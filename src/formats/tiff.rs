use std::fs::File;
use std::io::BufWriter;
use std::path::Path;

use byteorder::LittleEndian;
use tiff::decoder::ifd::Value;
use tiff::decoder::{Decoder, DecodingResult};
use tiff::encoder::{TiffEncoder, TiffKind, colortype};
use tiff::tags::Tag;
use tracing::{info, warn};

use crate::model::{Image5D, PixelBuffer, PixelType, Position};

use super::description::Description;
use super::ij_block::{self, META_DATA_COUNTS_TAG, META_DATA_TAG};
use super::records::{self, MetadataSummary};
use super::{IoError, Result};

/// Writes all planes in flat order, with the property description and the
/// channel records on the first page.
pub(crate) fn write_image5d(path: &Path, image: &Image5D) -> Result<()> {
    let dims = image.dimensions();
    let width = dims.width as u32;
    let height = dims.height as u32;
    let description = Description::for_image(image).format();
    let records = records::encode_channel_metadata(image)?;
    // TiffEncoder always writes little-endian ("II") files.
    let (counts, data) = ij_block::pack::<LittleEndian>(&records);

    let file = BufWriter::new(File::create(path)?);
    let mut encoder = TiffEncoder::new(file)?;
    for (index, plane) in image.pixel_store().planes().iter().enumerate() {
        let first = index == 0;
        let page = PageTags {
            description: first.then_some(description.as_str()),
            counts: first.then_some(counts.as_slice()),
            data: first.then_some(data.as_slice()),
        };
        match plane {
            PixelBuffer::U8(values) => {
                let mut page_image = encoder.new_image::<colortype::Gray8>(width, height)?;
                page.write(page_image.encoder())?;
                page_image.write_data(values)?;
            }
            PixelBuffer::U16(values) => {
                let mut page_image = encoder.new_image::<colortype::Gray16>(width, height)?;
                page.write(page_image.encoder())?;
                page_image.write_data(values)?;
            }
            PixelBuffer::F32(values) => {
                let mut page_image = encoder.new_image::<colortype::Gray32Float>(width, height)?;
                page.write(page_image.encoder())?;
                page_image.write_data(values)?;
            }
        }
    }
    info!(
        path = %path.display(),
        planes = dims.plane_count(),
        records = records.len(),
        "wrote image5d tiff"
    );
    Ok(())
}

struct PageTags<'a> {
    description: Option<&'a str>,
    counts: Option<&'a [u32]>,
    data: Option<&'a [u8]>,
}

impl PageTags<'_> {
    fn write<W, K>(&self, directory: &mut tiff::encoder::DirectoryEncoder<'_, W, K>) -> Result<()>
    where
        W: std::io::Write + std::io::Seek,
        K: TiffKind,
    {
        if let Some(description) = self.description {
            directory.write_tag(Tag::ImageDescription, description)?;
        }
        if let (Some(counts), Some(data)) = (self.counts, self.data) {
            if counts.len() > 1 {
                directory.write_tag(Tag::Unknown(META_DATA_COUNTS_TAG), counts)?;
                directory.write_tag(Tag::Unknown(META_DATA_TAG), data)?;
            }
        }
        Ok(())
    }
}

/// Reads a multi-page grayscale TIFF as an [`Image5D`].
///
/// Files without hyperstack properties load as a single-channel z-stack.
/// Channels without a persisted color table get the default hue ramp.
pub(crate) fn read_image5d(path: &Path) -> Result<Image5D> {
    let file = File::open(path)?;
    let mut decoder = Decoder::new(file)?;
    let (width, height) = decoder.dimensions()?;

    let description = decoder
        .find_tag(Tag::ImageDescription)?
        .map(Value::into_string)
        .transpose()?
        .map(|text| Description::parse(&text))
        .unwrap_or_default();
    let counts = decoder
        .find_tag(Tag::Unknown(META_DATA_COUNTS_TAG))?
        .map(Value::into_u32_vec)
        .transpose()?;
    let data = decoder
        .find_tag(Tag::Unknown(META_DATA_TAG))?
        .and_then(byte_values);

    let mut pixel_type = None;
    let mut planes = Vec::new();
    loop {
        planes.push(decode_page(&mut decoder, &mut pixel_type, width, height)?);
        if !decoder.more_images() {
            break;
        }
        decoder.next_image()?;
        if decoder.dimensions()? != (width, height) {
            return Err(IoError::UnsupportedLayout(
                "TIFF pages must have identical dimensions".into(),
            ));
        }
    }

    let (channels, slices, frames) = description
        .hyperstack_shape(planes.len())
        .unwrap_or_else(|| {
            if description.channels.is_some() || description.frames.is_some() {
                warn!(
                    pages = planes.len(),
                    "hyperstack properties do not match the page count, loading as z-stack"
                );
            }
            (1, planes.len(), 1)
        });

    let mut image = Image5D::from_stack(
        title_from_path(path),
        width as usize,
        height as usize,
        planes,
        channels,
        slices,
        frames,
    )?;
    image.set_spatial_calibration(description.spatial_calibration());

    let summary = match (counts, data) {
        (Some(counts), Some(data)) => match ij_block::unpack(&counts, &data) {
            Ok(raw) => records::apply_channel_metadata(&mut image, &raw)?,
            Err(error) => {
                warn!(%error, "ignoring unreadable extra metadata block");
                MetadataSummary::default()
            }
        },
        _ => MetadataSummary::default(),
    };
    image.assign_default_color_tables(&summary.has_color_table)?;
    image.set_position(Position::default())?;
    info!(
        path = %path.display(),
        channels,
        slices,
        frames,
        applied = summary.applied,
        skipped = summary.skipped.len(),
        image5d = description.is_image5d(),
        "read tiff"
    );
    Ok(image)
}

pub(super) fn byte_values(value: Value) -> Option<Vec<u8>> {
    match value {
        Value::Byte(byte) => Some(vec![byte]),
        Value::List(items) => items
            .into_iter()
            .map(|item| match item {
                Value::Byte(byte) => Some(byte),
                _ => None,
            })
            .collect(),
        _ => None,
    }
}

fn decode_page(
    decoder: &mut Decoder<File>,
    pixel_type: &mut Option<PixelType>,
    width: u32,
    height: u32,
) -> Result<PixelBuffer> {
    let buffer = match decoder.read_image()? {
        DecodingResult::U8(values) => PixelBuffer::U8(values),
        DecodingResult::U16(values) => PixelBuffer::U16(values),
        DecodingResult::F32(values) => PixelBuffer::F32(values),
        other => {
            return Err(IoError::UnsupportedLayout(format!(
                "unsupported TIFF sample type: {other:?}"
            )));
        }
    };
    if buffer.len() != width as usize * height as usize {
        return Err(IoError::UnsupportedLayout(
            "TIFF RGB/alpha pages are not supported".into(),
        ));
    }
    match pixel_type {
        Some(expected) if *expected != buffer.pixel_type() => {
            return Err(IoError::UnsupportedLayout(format!(
                "TIFF pages mix {expected} and {} samples",
                buffer.pixel_type()
            )));
        }
        _ => *pixel_type = Some(buffer.pixel_type()),
    }
    Ok(buffer)
}

/// File name without a `.tif` or `.tiff` suffix.
pub(crate) fn title_from_path(path: &Path) -> String {
    let name = path
        .file_name()
        .map(|name| name.to_string_lossy().into_owned())
        .unwrap_or_default();
    let lower = name.to_ascii_lowercase();
    for suffix in [".tiff", ".tif"] {
        if lower.ends_with(suffix) {
            return name[..name.len() - suffix.len()].to_string();
        }
    }
    name
}
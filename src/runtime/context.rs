use super::{ImageService, IoService, PresetService};

#[derive(Debug, Clone, Default)]
pub struct AppContext {
    image_service: ImageService,
    io_service: IoService,
    preset_service: PresetService,
}

impl AppContext {
    pub fn new() -> Self {
        Self::default()
    }

    pub fn image_service(&self) -> &ImageService {
        &self.image_service
    }

    pub fn io_service(&self) -> &IoService {
        &self.io_service
    }

    pub fn preset_service(&self) -> &PresetService {
        &self.preset_service
    }
}
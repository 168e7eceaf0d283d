use std::fs;
use std::path::Path;

use super::{ChannelPresetSet, Result};

fn is_yaml(path: &Path) -> bool {
    let extension = path
        .extension()
        .and_then(|ext| ext.to_str())
        .unwrap_or_default()
        .to_ascii_lowercase();
    matches!(extension.as_str(), "yaml" | "yml")
}

pub fn load_presets(path: impl AsRef<Path>) -> Result<ChannelPresetSet> {
    let path = path.as_ref();
    let raw = fs::read_to_string(path)?;
    let presets = if is_yaml(path) {
        serde_yaml::from_str::<ChannelPresetSet>(&raw)?
    } else {
        serde_json::from_str::<ChannelPresetSet>(&raw)?
    };
    presets.validate()?;
    Ok(presets)
}

pub fn save_presets(path: impl AsRef<Path>, presets: &ChannelPresetSet) -> Result<()> {
    let path = path.as_ref();
    let serialized = if is_yaml(path) {
        serde_yaml::to_string(presets)?
    } else {
        serde_json::to_string_pretty(presets)?
    };
    fs::write(path, serialized)?;
    Ok(())
}
mod context;
mod error;
mod image_service;
mod io_service;
mod preset_service;

#[cfg(test)]
mod tests;

pub use context::AppContext;
pub use error::{AppError, Result};
pub use image_service::ImageService;
pub use io_service::IoService;
pub use preset_service::PresetService;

########################################

*Activity*. Nothing but a number should be given: how many lines in the listing hold the word "ImageService".

*Written solution*. 4